Resmi! Insentif PPnBM Mobil Diperluas hingga 2.500 cc, Simak Rinciannya

NKRIKU Menteri Keuangan Sri Mulyani Indrawati mengatakan kebijakan diskon pajak atas kendaraan bermotor yang telah diterbitkan melalui Peraturan Menteri Keuangan Nomor PMK-20/PMK.010/2021 disambut positif oleh masyarakat.

“Dalam PMK tersebut, pemerintah memberikan stimulus diskon pajak untuk segmen ≤1.500 cc kategori sedan dan 4×2 yang memiliki local purchase paling sedikit 70 persen,” ucap Menkeu lewat keterangan tertulisnya, Jakarta, Jumat (2/4/2021).

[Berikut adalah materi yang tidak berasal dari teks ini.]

use std::collections::HashSet;
use anyhow::Error;
use image::RgbImage;
use ndarray::Array1;
use crate::pipeline::model_config::config::FaceAntiSpoofingClass;
use crate::pipeline::utils::image::{crop_region, resize_rgb, rgb_to_gray_array};
use crate::pipeline::utils::utils::laplacian_variance;

// Full liveness credit at this much Laplacian energy.
const TEXTURE_SATURATION: f32 = 300.0;
// Full liveness credit at this many distinct quantized colors.
const COLOR_SATURATION: f32 = 64.0;

/// Liveness check over multi-scale crops of the selected face box. Print and
/// replay attacks lose high-frequency texture and chromatic diversity, which
/// pulls the fused score under the threshold.
#[derive(Debug, Clone)]
pub struct FaceAntiSpoofing {
    scales: Vec<f32>,
    weights: Vec<f32>,
    image_size: (u32, u32),
    threshold: f32,
}

impl FaceAntiSpoofing {
    pub fn new(
        scales: Vec<f32>,
        weights: Vec<f32>,
        image_size: (u32, u32),
        threshold: f32,
    ) -> Result<Self, Error> {
        if scales.is_empty() || scales.len() != weights.len() {
            return Err(Error::msg("face_anti_spoofing - scales and weights must align"));
        }

        Ok(FaceAntiSpoofing {
            scales,
            weights,
            image_size,
            threshold,
        })
    }

    fn scale_crop(&self, img: &RgbImage, face_box: &Array1<f32>, scale: f32) -> Result<RgbImage, Error> {
        let (xmin, ymin, xmax, ymax) = (face_box[0], face_box[1], face_box[2], face_box[3]);
        let cx = (xmin + xmax) / 2.0;
        let cy = (ymin + ymax) / 2.0;
        let half_w = (xmax - xmin) * scale / 2.0;
        let half_h = (ymax - ymin) * scale / 2.0;

        let crop = match crop_region(img, cx - half_w, cy - half_h, cx + half_w, cy + half_h) {
            Ok(crop) => {crop}
            Err(e) => {
                return Err(Error::from(e))
            }
        };

        Ok(resize_rgb(&crop, self.image_size.0, self.image_size.1))
    }

    fn liveness_score(&self, crop: &RgbImage) -> f32 {
        let gray = rgb_to_gray_array(crop);
        let texture = (laplacian_variance(&gray) / TEXTURE_SATURATION).min(1.0);

        // 5-bit quantization per channel keeps sensor noise from inflating
        // the color count.
        let mut colors: HashSet<(u8, u8, u8)> = HashSet::new();
        for pixel in crop.pixels() {
            let [r, g, b] = pixel.0;
            colors.insert((r >> 3, g >> 3, b >> 3));
        }
        let diversity = (colors.len() as f32 / COLOR_SATURATION).min(1.0);

        0.6 * texture + 0.4 * diversity
    }

    /// Returns the fused liveness score and the verdict.
    pub fn call(&self, img: &RgbImage, face_box: &Array1<f32>) -> Result<(f32, FaceAntiSpoofingClass), Error> {
        if face_box.len() < 4 {
            return Err(Error::msg("face_anti_spoofing - face box must have 4 coordinates"));
        }

        let weight_sum: f32 = self.weights.iter().sum();
        let mut fused = 0.0;

        for (scale, weight) in self.scales.iter().zip(self.weights.iter()) {
            let crop = match self.scale_crop(img, face_box, *scale) {
                Ok(crop) => {crop}
                Err(e) => {
                    return Err(Error::from(e))
                }
            };
            fused += weight * self.liveness_score(&crop);
        }
        fused /= weight_sum;

        let class = if fused >= self.threshold {
            FaceAntiSpoofingClass::Real
        } else {
            FaceAntiSpoofingClass::Fake
        };

        Ok((fused, class))
    }
}

#[cfg(test)]
mod tests {
    use image::{Rgb, RgbImage};
    use ndarray::arr1;
    use crate::pipeline::model_config::config::FaceAntiSpoofingConfig;
    use super::*;

    fn antispoofing() -> FaceAntiSpoofing {
        let cfg = FaceAntiSpoofingConfig::new();
        FaceAntiSpoofing::new(cfg.scales, cfg.weights, cfg.image_size, cfg.threshold).unwrap()
    }

    #[test]
    fn test_flat_print_like_crop_is_fake() {
        let img = RgbImage::from_pixel(256, 256, Rgb([180, 140, 120]));
        let (score, class) = antispoofing().call(&img, &arr1(&[64.0, 64.0, 192.0, 192.0, 0.9])).unwrap();
        assert_eq!(class, FaceAntiSpoofingClass::Fake);
        assert!(score < 0.2, "score was {score}");
    }

    #[test]
    fn test_textured_colorful_crop_is_real() {
        let img = RgbImage::from_fn(256, 256, |x, y| {
            Rgb([
                ((x * 37 + y * 91) % 256) as u8,
                ((x * 53 + y * 29) % 256) as u8,
                ((x * 17 + y * 71) % 256) as u8,
            ])
        });
        let (score, class) = antispoofing().call(&img, &arr1(&[64.0, 64.0, 192.0, 192.0, 0.9])).unwrap();
        assert_eq!(class, FaceAntiSpoofingClass::Real);
        assert!(score > 0.55, "score was {score}");
    }

    #[test]
    fn test_mismatched_scales_and_weights() {
        assert!(FaceAntiSpoofing::new(vec![1.0, 2.0], vec![1.0], (80, 80), 0.5).is_err());
    }
}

Untuk meningkatkan daya dorong kebijakan, baik dalam mengungkit tingkat konsumsi masyarakat maupun memulihkan sektor otomotif, pemerintah memperluas cakupan kendaraan bermotor yang mendapatkan fasilitas diskon pajak, yaitu dengan melakukan relaksasi persyaratan local purchase menjadi paling sedikit 60 persen dan menambah segmen kendaraan 4×2 dan 4×4 dengan kapasitas mesin di atas 1.500 cc sampai dengan 2.500 cc.

baca juga:

Secara rinci kebijakan tersebut adalah sebagai berikut:

Untuk kendaraan bermotor segmen ≤1.500 cc kategori sedan dan 4×2, skema fasilitas potongan tarif PPnBM masih sama dengan pengaturan sebelumnya, yaitu diskon pajak sebesar 100 persen untuk April-Mei 2021 (melanjutkan diskon PPnBM masa Maret 2021), 50 persen diskon PPnBM untuk masa Juni-Agustus dan 25 persen diskon PPnBM untuk masa September-Desember 2021.

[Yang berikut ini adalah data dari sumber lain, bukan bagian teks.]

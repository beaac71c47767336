use crate::config::settings::SETTINGS;
use anyhow::Error;
use opentelemetry::KeyValue;
use opentelemetry_otlp::WithExportConfig;
use opentelemetry_sdk::trace::{Config, TracerProvider};
use opentelemetry_sdk::{runtime, Resource};
use opentelemetry_semantic_conventions::attribute::SERVICE_NAME;

pub fn init_tracer_provider() -> Result<TracerProvider, Error> {
    let exporter = opentelemetry_otlp::SpanExporter::builder()
        .with_tonic()
        .with_endpoint(&SETTINGS.tracer.uri)
        .build()?;

    Ok(TracerProvider::builder()
        .with_batch_exporter(exporter, runtime::Tokio)
        .with_config(
            Config::default()
                .with_resource(Resource::new(vec![KeyValue::new(SERVICE_NAME, SETTINGS.app.name.clone())])),
        )
        .build())
}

Diskon pajak atas tambahan segmen kendaraan 4×2 dengan kapasitas mesin di atas 1.500 cc-2.500 cc yang memenuhi syarat dilakukan secara bertahap. Diskon pajak sebesar 50 persen dari tarif normal akan diberikan pada masa pajak April-Agustus 2021, kemudian 25 persen dari tarif normal pada masa pajak September-Desember 2021.

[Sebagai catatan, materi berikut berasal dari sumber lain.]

use axum::debug_handler;
use axum::extract::{Multipart, State};
use bytes::Bytes;
use ecs_logger::extra_fields;
use http::{HeaderMap, StatusCode};
use log::{error, info};
use opentelemetry::global;
use opentelemetry::trace::{Span, TraceContextExt, Tracer};
use crate::config::settings::SETTINGS;
use crate::error::errors::ResponseCode;
use crate::logger::logger::LoggerExtraFields;
use crate::middleware::request_id_mw::request_id_from_headers;
use crate::models::attendance_model::{AttendanceCheckinInput, AttendanceCheckinResultOutput};
use crate::response::common_response::{BaseResponse, GeneralResponseBuilder, GeneralResponseResult};
use crate::state::attendance_state::AttendanceState;

fn checkin_error(request_id: &str, status_code: StatusCode, code: ResponseCode, message: &str) -> GeneralResponseResult<BaseResponse<AttendanceCheckinResultOutput>> {
    Ok(GeneralResponseBuilder::new()
        .status_code(status_code)
        .body(BaseResponse {
            data: None,
            response_message: message.to_string(),
            response_code: ResponseCode::response_code(code),
            is_success: false,
            request_id: request_id.to_string(),
        })
        .build())
}

#[debug_handler(state=AttendanceState)]
pub async fn attendance_checkin(headers: HeaderMap, State(state): State<AttendanceState>, mut payload: Multipart) -> GeneralResponseResult<BaseResponse<AttendanceCheckinResultOutput>> {
    let tracer = global::tracer(SETTINGS.app.name.clone());
    let parent_ctx = opentelemetry::Context::new();
    let span = tracer
        .span_builder("attendance-checkin")
        .start_with_context(&tracer, &parent_ctx);

    let request_id = request_id_from_headers(&headers);
    let mut im_bytes: Bytes = Bytes::new();
    let mut latitude: Option<f64> = None;
    let mut longitude: Option<f64> = None;
    let mut spoofing_check: Option<bool> = None;

    extra_fields::set_extra_fields(LoggerExtraFields {
        request_id: request_id.clone(),
    }).ok();

    let child_ctx = parent_ctx.with_span(span);
    let mut child = tracer.start_with_context("marshal-request", &child_ctx);
    info!("received attendance check-in request");
    loop {
        let field = match payload.next_field().await {
            Ok(Some(field)) => field,
            Ok(None) => break,
            Err(e) => {
                error!("failed to read multipart field: {e}");
                return checkin_error(&request_id, StatusCode::BAD_REQUEST, ResponseCode::ErrorCodeInput, "malformed multipart payload");
            }
        };

        let name = field.name().unwrap_or_default().to_string();
        match name.as_str() {
            "image" => {
                match field.bytes().await {
                    Ok(data) => {
                        if data.is_empty() {
                            return checkin_error(&request_id, StatusCode::BAD_REQUEST, ResponseCode::ErrorCodeInput, "image is empty");
                        }
                        im_bytes = data;
                    }
                    Err(e) => {
                        error!("failed to retrieve image from request: {e}");
                        return checkin_error(&request_id, StatusCode::BAD_REQUEST, ResponseCode::ErrorCodeInput, "failed to process image");
                    }
                };
            }
            "latitude" => {
                let value = field.text().await.unwrap_or_default();
                match value.parse::<f64>() {
                    Ok(val) => {
                        latitude = Some(val);
                    }
                    Err(e) => {
                        error!("failed to parse latitude value [{value}] from request: {e}");
                        return checkin_error(&request_id, StatusCode::BAD_REQUEST, ResponseCode::ErrorCodeInput, "invalid latitude value");
                    }
                }
            }
            "longitude" => {
                let value = field.text().await.unwrap_or_default();
                match value.parse::<f64>() {
                    Ok(val) => {
                        longitude = Some(val);
                    }
                    Err(e) => {
                        error!("failed to parse longitude value [{value}] from request: {e}");
                        return checkin_error(&request_id, StatusCode::BAD_REQUEST, ResponseCode::ErrorCodeInput, "invalid longitude value");
                    }
                }
            }
            "spoofing_check" => {
                let value = field.text().await.unwrap_or_default();
                match value.parse::<bool>() {
                    Ok(val) => {
                        spoofing_check = Some(val);
                    }
                    Err(e) => {
                        error!("failed to parse spoofing_check value [{value}] from request: {e}");
                        return checkin_error(&request_id, StatusCode::BAD_REQUEST, ResponseCode::ErrorCodeInput, "invalid boolean value");
                    }
                }
            }
            _ => {}
        }
    }
    child.end();

    if im_bytes.is_empty() {
        return checkin_error(&request_id, StatusCode::BAD_REQUEST, ResponseCode::ErrorCodeInput, "image is required");
    }
    let (latitude, longitude) = match (latitude, longitude) {
        (Some(latitude), Some(longitude)) => (latitude, longitude),
        _ => {
            return checkin_error(&request_id, StatusCode::BAD_REQUEST, ResponseCode::ErrorCodeInput, "missing gps coordinates");
        }
    };

    let input = AttendanceCheckinInput {
        im_bytes,
        latitude,
        longitude,
        spoofing_check,
    };

    let mut child = tracer.start_with_context("check-in", &child_ctx);
    let result = match state.attendance_service.check_in(input).await {
        Ok(result) => {result}
        Err(e) => {
            error!("failed to process check-in: {e}");
            return checkin_error(&request_id, StatusCode::INTERNAL_SERVER_ERROR, ResponseCode::ErrorCodeServer, "internal server error");
        }
    };
    child.end();

    if !result.geofence_allowed {
        let message = format!(
            "you are {:.0}m away (max {:.0}m)",
            result.distance_m,
            state.attendance_service.allowed_radius_m(),
        );
        return checkin_error(&request_id, StatusCode::BAD_REQUEST, ResponseCode::ErrorCodeGeofence, &message);
    }

    info!("completed attendance check-in");
    extra_fields::clear_extra_fields();

    return Ok(GeneralResponseBuilder::new()
        .status_code(StatusCode::OK)
        .body(BaseResponse {
            data: Some(result),
            response_message: "OK".to_string(),
            response_code: ResponseCode::response_code(ResponseCode::CodeOK),
            is_success: true,
            request_id: request_id.clone(),
        })
        .build()
    )
}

Diskon pajak atas tambahan segmen kendaraan 4×4 dengan kapasitas mesin di atas 1.500 cc-2.500 cc yang memenuhi syarat juga dilakukan secara bertahap. Diskon pajak sebesar 25 persen dari tarif normal akan diberikan pada masa pajak April-Agustus 2021, kemudian 12,5 persen dari tarif normal pada masa pajak September-Desember 2021.

Kebijakan ini akan menggunakan skema PPnBM DTP melalui penerbitan Peraturan Menteri Keuangan Nomor 31/PMK.010/2021 tentang Pajak Penjualan Atas Barang Mewah Atas Penyerahan Barang Kena Pajak Yang Tergolong Mewah Berupa Kendaraan Bermotor Tertentu Yang Ditanggung Pemerintah Tahun Anggaran 2021 dan mulai diberlakukan pada April 2021.

Sedangkan untuk daftar kendaraan yang memenuhi ketentuan local purchase, sama dengan yang diatur sebelumnya yaitu mengacu kepada Keputusan Menteri Perindustrian.